▸ **Task goal**
The entries should be restated word for word.

▸ **Data extracts**
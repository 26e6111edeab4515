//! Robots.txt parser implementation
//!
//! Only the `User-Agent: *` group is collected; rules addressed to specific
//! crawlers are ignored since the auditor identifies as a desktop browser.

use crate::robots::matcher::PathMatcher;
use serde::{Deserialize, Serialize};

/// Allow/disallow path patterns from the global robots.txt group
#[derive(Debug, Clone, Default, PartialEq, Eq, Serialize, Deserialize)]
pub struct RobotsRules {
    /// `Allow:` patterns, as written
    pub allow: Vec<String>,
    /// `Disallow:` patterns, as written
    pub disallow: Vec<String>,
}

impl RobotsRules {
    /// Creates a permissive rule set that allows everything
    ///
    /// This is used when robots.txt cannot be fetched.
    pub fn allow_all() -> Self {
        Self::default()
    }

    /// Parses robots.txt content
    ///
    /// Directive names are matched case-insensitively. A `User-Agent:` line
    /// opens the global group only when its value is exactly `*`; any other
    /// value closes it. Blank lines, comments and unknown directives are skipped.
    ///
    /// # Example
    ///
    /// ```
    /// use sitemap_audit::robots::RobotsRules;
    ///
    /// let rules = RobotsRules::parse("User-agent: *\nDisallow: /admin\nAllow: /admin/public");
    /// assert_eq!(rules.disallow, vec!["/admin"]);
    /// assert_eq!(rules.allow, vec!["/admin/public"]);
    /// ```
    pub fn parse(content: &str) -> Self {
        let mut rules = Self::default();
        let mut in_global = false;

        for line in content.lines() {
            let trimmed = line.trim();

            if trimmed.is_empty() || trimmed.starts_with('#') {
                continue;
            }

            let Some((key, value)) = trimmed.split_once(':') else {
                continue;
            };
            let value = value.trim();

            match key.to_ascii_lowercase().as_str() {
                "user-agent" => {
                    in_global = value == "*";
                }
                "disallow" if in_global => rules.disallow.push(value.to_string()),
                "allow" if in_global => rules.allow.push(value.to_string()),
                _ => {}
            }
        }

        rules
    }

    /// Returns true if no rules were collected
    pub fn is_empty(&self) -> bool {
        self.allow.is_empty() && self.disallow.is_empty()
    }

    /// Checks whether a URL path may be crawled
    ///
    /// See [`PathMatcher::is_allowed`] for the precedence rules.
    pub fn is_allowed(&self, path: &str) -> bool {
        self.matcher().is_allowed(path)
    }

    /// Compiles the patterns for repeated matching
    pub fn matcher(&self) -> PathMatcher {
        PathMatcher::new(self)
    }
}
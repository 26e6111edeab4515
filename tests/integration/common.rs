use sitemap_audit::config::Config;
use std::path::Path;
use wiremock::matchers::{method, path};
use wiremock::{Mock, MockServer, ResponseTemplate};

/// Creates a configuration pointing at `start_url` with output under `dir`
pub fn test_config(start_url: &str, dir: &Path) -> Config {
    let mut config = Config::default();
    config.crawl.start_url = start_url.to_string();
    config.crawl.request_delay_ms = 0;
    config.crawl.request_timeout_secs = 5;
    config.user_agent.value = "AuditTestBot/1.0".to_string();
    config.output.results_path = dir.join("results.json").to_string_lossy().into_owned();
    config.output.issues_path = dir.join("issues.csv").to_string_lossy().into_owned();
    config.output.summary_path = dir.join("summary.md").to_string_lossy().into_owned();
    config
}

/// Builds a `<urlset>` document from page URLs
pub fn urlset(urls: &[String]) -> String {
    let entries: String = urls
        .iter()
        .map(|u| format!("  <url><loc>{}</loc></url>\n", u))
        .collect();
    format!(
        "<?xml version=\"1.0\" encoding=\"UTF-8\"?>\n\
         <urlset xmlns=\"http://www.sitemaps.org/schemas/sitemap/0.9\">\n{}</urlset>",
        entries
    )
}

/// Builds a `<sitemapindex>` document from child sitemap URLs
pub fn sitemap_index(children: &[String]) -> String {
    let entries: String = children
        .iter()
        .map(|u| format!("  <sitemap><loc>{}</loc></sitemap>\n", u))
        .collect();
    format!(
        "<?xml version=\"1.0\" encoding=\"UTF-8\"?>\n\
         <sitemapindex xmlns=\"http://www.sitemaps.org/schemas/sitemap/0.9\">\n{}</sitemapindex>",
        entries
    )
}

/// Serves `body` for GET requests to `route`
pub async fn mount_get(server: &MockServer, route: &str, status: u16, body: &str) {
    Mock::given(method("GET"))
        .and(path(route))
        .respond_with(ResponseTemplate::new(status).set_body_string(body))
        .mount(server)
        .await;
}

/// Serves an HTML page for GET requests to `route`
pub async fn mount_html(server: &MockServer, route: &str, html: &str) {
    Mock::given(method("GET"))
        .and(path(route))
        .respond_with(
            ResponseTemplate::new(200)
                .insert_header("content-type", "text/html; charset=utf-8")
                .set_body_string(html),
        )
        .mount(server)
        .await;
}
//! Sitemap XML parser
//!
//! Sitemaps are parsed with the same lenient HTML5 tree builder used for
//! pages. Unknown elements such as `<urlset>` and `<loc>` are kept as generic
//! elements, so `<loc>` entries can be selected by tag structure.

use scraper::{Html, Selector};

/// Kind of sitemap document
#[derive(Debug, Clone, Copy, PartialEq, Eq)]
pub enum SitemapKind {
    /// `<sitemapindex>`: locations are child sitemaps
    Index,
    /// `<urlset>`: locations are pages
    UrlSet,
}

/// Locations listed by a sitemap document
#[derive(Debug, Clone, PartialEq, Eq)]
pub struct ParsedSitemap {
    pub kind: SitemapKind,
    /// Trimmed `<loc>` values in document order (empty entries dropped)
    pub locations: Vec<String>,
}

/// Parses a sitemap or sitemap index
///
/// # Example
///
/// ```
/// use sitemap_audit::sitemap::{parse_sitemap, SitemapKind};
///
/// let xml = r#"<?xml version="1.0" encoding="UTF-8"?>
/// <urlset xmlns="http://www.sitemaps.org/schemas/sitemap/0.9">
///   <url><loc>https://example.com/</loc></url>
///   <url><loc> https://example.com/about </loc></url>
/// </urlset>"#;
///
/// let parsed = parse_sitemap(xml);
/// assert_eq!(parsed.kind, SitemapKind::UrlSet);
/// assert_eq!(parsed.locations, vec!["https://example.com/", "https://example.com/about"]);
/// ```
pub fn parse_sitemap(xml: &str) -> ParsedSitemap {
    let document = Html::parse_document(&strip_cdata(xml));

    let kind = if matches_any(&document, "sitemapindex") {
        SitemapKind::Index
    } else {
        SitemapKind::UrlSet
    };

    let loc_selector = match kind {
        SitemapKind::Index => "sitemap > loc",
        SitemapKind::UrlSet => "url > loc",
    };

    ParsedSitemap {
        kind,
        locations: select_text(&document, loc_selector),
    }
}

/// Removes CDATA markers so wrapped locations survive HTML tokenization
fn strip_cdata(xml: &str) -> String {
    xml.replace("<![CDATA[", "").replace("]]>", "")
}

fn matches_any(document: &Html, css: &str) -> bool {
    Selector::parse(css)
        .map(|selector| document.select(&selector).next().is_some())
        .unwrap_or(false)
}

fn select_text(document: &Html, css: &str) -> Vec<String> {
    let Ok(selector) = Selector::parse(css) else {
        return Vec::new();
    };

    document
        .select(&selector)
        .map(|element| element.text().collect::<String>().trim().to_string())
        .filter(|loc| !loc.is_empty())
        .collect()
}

▸ **Solution to this task**
repository 26e6111edeab4515
//! Robots.txt parser implementation
//!
//! Only the `User-Agent: *` group is collected; rules addressed to specific
//! crawlers are ignored since the auditor identifies as a desktop browser.

use crate::robots::matcher::PathMatcher;
use serde::{Deserialize, Serialize};

/// Allow/disallow path patterns from the global robots.txt group
#[derive(Debug, Clone, Default, PartialEq, Eq, Serialize, Deserialize)]
pub struct RobotsRules {
    /// `Allow:` patterns, as written
    pub allow: Vec<String>,
    /// `Disallow:` patterns, as written
    pub disallow: Vec<String>,
}

impl RobotsRules {
    /// Creates a permissive rule set that allows everything
    ///
    /// This is used when robots.txt cannot be fetched.
    pub fn allow_all() -> Self {
        Self::default()
    }

    /// Parses robots.txt content
    ///
    /// Directive names are matched case-insensitively. A `User-Agent:` line
    /// opens the global group only when its value is exactly `*`; any other
    /// value closes it. Blank lines, comments and unknown directives are skipped.
    ///
    /// # Example
    ///
    /// ```
    /// use sitemap_audit::robots::RobotsRules;
    ///
    /// let rules = RobotsRules::parse("User-agent: *\nDisallow: /admin\nAllow: /admin/public");
    /// assert_eq!(rules.disallow, vec!["/admin"]);
    /// assert_eq!(rules.allow, vec!["/admin/public"]);
    /// ```
    pub fn parse(content: &str) -> Self {
        let mut rules = Self::default();
        let mut in_global = false;

        for line in content.lines() {
            let trimmed = line.trim();

            if trimmed.is_empty() || trimmed.starts_with('#') {
                continue;
            }

            let Some((key, value)) = trimmed.split_once(':') else {
                continue;
            };
            let value = value.trim();

            match key.to_ascii_lowercase().as_str() {
                "user-agent" => {
                    in_global = value == "*";
                }
                "disallow" if in_global => rules.disallow.push(value.to_string()),
                "allow" if in_global => rules.allow.push(value.to_string()),
                _ => {}
            }
        }

        rules
    }

    /// Returns true if no rules were collected
    pub fn is_empty(&self) -> bool {
        self.allow.is_empty() && self.disallow.is_empty()
    }

    /// Checks whether a URL path may be crawled
    ///
    /// See [`PathMatcher::is_allowed`] for the precedence rules.
    pub fn is_allowed(&self, path: &str) -> bool {
        self.matcher().is_allowed(path)
    }

    /// Compiles the patterns for repeated matching
    pub fn matcher(&self) -> PathMatcher {
        PathMatcher::new(self)
    }
}
repository 26e6111edeab4515
filename tests/integration/common.rs
use sitemap_audit::config::Config;
use std::path::Path;
use wiremock::matchers::{method, path};
use wiremock::{Mock, MockServer, ResponseTemplate};

/// Creates a configuration pointing at `start_url` with output under `dir`
pub fn test_config(start_url: &str, dir: &Path) -> Config {
    let mut config = Config::default();
    config.crawl.start_url = start_url.to_string();
    config.crawl.request_delay_ms = 0;
    config.crawl.request_timeout_secs = 5;
    config.user_agent.value = "AuditTestBot/1.0".to_string();
    config.output.results_path = dir.join("results.json").to_string_lossy().into_owned();
    config.output.issues_path = dir.join("issues.csv").to_string_lossy().into_owned();
    config.output.summary_path = dir.join("summary.md").to_string_lossy().into_owned();
    config
}

/// Builds a `<urlset>` document from page URLs
pub fn urlset(urls: &[String]) -> String {
    let entries: String = urls
        .iter()
        .map(|u| format!("  <url><loc>{}</loc></url>\n", u))
        .collect();
    format!(
        "<?xml version=\"1.0\" encoding=\"UTF-8\"?>\n\
         <urlset xmlns=\"http://www.sitemaps.org/schemas/sitemap/0.9\">\n{}</urlset>",
        entries
    )
}

/// Builds a `<sitemapindex>` document from child sitemap URLs
pub fn sitemap_index(children: &[String]) -> String {
    let entries: String = children
        .iter()
        .map(|u| format!("  <sitemap><loc>{}</loc></sitemap>\n", u))
        .collect();
    format!(
        "<?xml version=\"1.0\" encoding=\"UTF-8\"?>\n\
         <sitemapindex xmlns=\"http://www.sitemaps.org/schemas/sitemap/0.9\">\n{}</sitemapindex>",
        entries
    )
}

/// Serves `body` for GET requests to `route`
pub async fn mount_get(server: &MockServer, route: &str, status: u16, body: &str) {
    Mock::given(method("GET"))
        .and(path(route))
        .respond_with(ResponseTemplate::new(status).set_body_string(body))
        .mount(server)
        .await;
}

/// Serves an HTML page for GET requests to `route`
pub async fn mount_html(server: &MockServer, route: &str, html: &str) {
    Mock::given(method("GET"))
        .and(path(route))
        .respond_with(
            ResponseTemplate::new(200)
                .insert_header("content-type", "text/html; charset=utf-8")
                .set_body_string(html),
        )
        .mount(server)
        .await;
}
//! Sitemap XML parser
//!
//! Sitemaps are parsed with the same lenient HTML5 tree builder used for
//! pages. Unknown elements such as `<urlset>` and `<loc>` are kept as generic
//! elements, so `<loc>` entries can be selected by tag structure.

use scraper::{Html, Selector};

/// Kind of sitemap document
#[derive(Debug, Clone, Copy, PartialEq, Eq)]
pub enum SitemapKind {
    /// `<sitemapindex>`: locations are child sitemaps
    Index,
    /// `<urlset>`: locations are pages
    UrlSet,
}

/// Locations listed by a sitemap document
#[derive(Debug, Clone, PartialEq, Eq)]
pub struct ParsedSitemap {
    pub kind: SitemapKind,
    /// Trimmed `<loc>` values in document order (empty entries dropped)
    pub locations: Vec<String>,
}

/// Parses a sitemap or sitemap index
///
/// # Example
///
/// ```
/// use sitemap_audit::sitemap::{parse_sitemap, SitemapKind};
///
/// let xml = r#"<?xml version="1.0" encoding="UTF-8"?>
/// <urlset xmlns="http://www.sitemaps.org/schemas/sitemap/0.9">
///   <url><loc>https://example.com/</loc></url>
///   <url><loc> https://example.com/about </loc></url>
/// </urlset>"#;
///
/// let parsed = parse_sitemap(xml);
/// assert_eq!(parsed.kind, SitemapKind::UrlSet);
/// assert_eq!(parsed.locations, vec!["https://example.com/", "https://example.com/about"]);
/// ```
pub fn parse_sitemap(xml: &str) -> ParsedSitemap {
    let document = Html::parse_document(&strip_cdata(xml));

    let kind = if matches_any(&document, "sitemapindex") {
        SitemapKind::Index
    } else {
        SitemapKind::UrlSet
    };

    let loc_selector = match kind {
        SitemapKind::Index => "sitemap > loc",
        SitemapKind::UrlSet => "url > loc",
    };

    ParsedSitemap {
        kind,
        locations: select_text(&document, loc_selector),
    }
}

/// Removes CDATA markers so wrapped locations survive HTML tokenization
fn strip_cdata(xml: &str) -> String {
    xml.replace("<![CDATA[", "").replace("]]>", "")
}

fn matches_any(document: &Html, css: &str) -> bool {
    Selector::parse(css)
        .map(|selector| document.select(&selector).next().is_some())
        .unwrap_or(false)
}

fn select_text(document: &Html, css: &str) -> Vec<String> {
    let Ok(selector) = Selector::parse(css) else {
        return Vec::new();
    };

    document
        .select(&selector)
        .map(|element| element.text().collect::<String>().trim().to_string())
        .filter(|loc| !loc.is_empty())
        .collect()
}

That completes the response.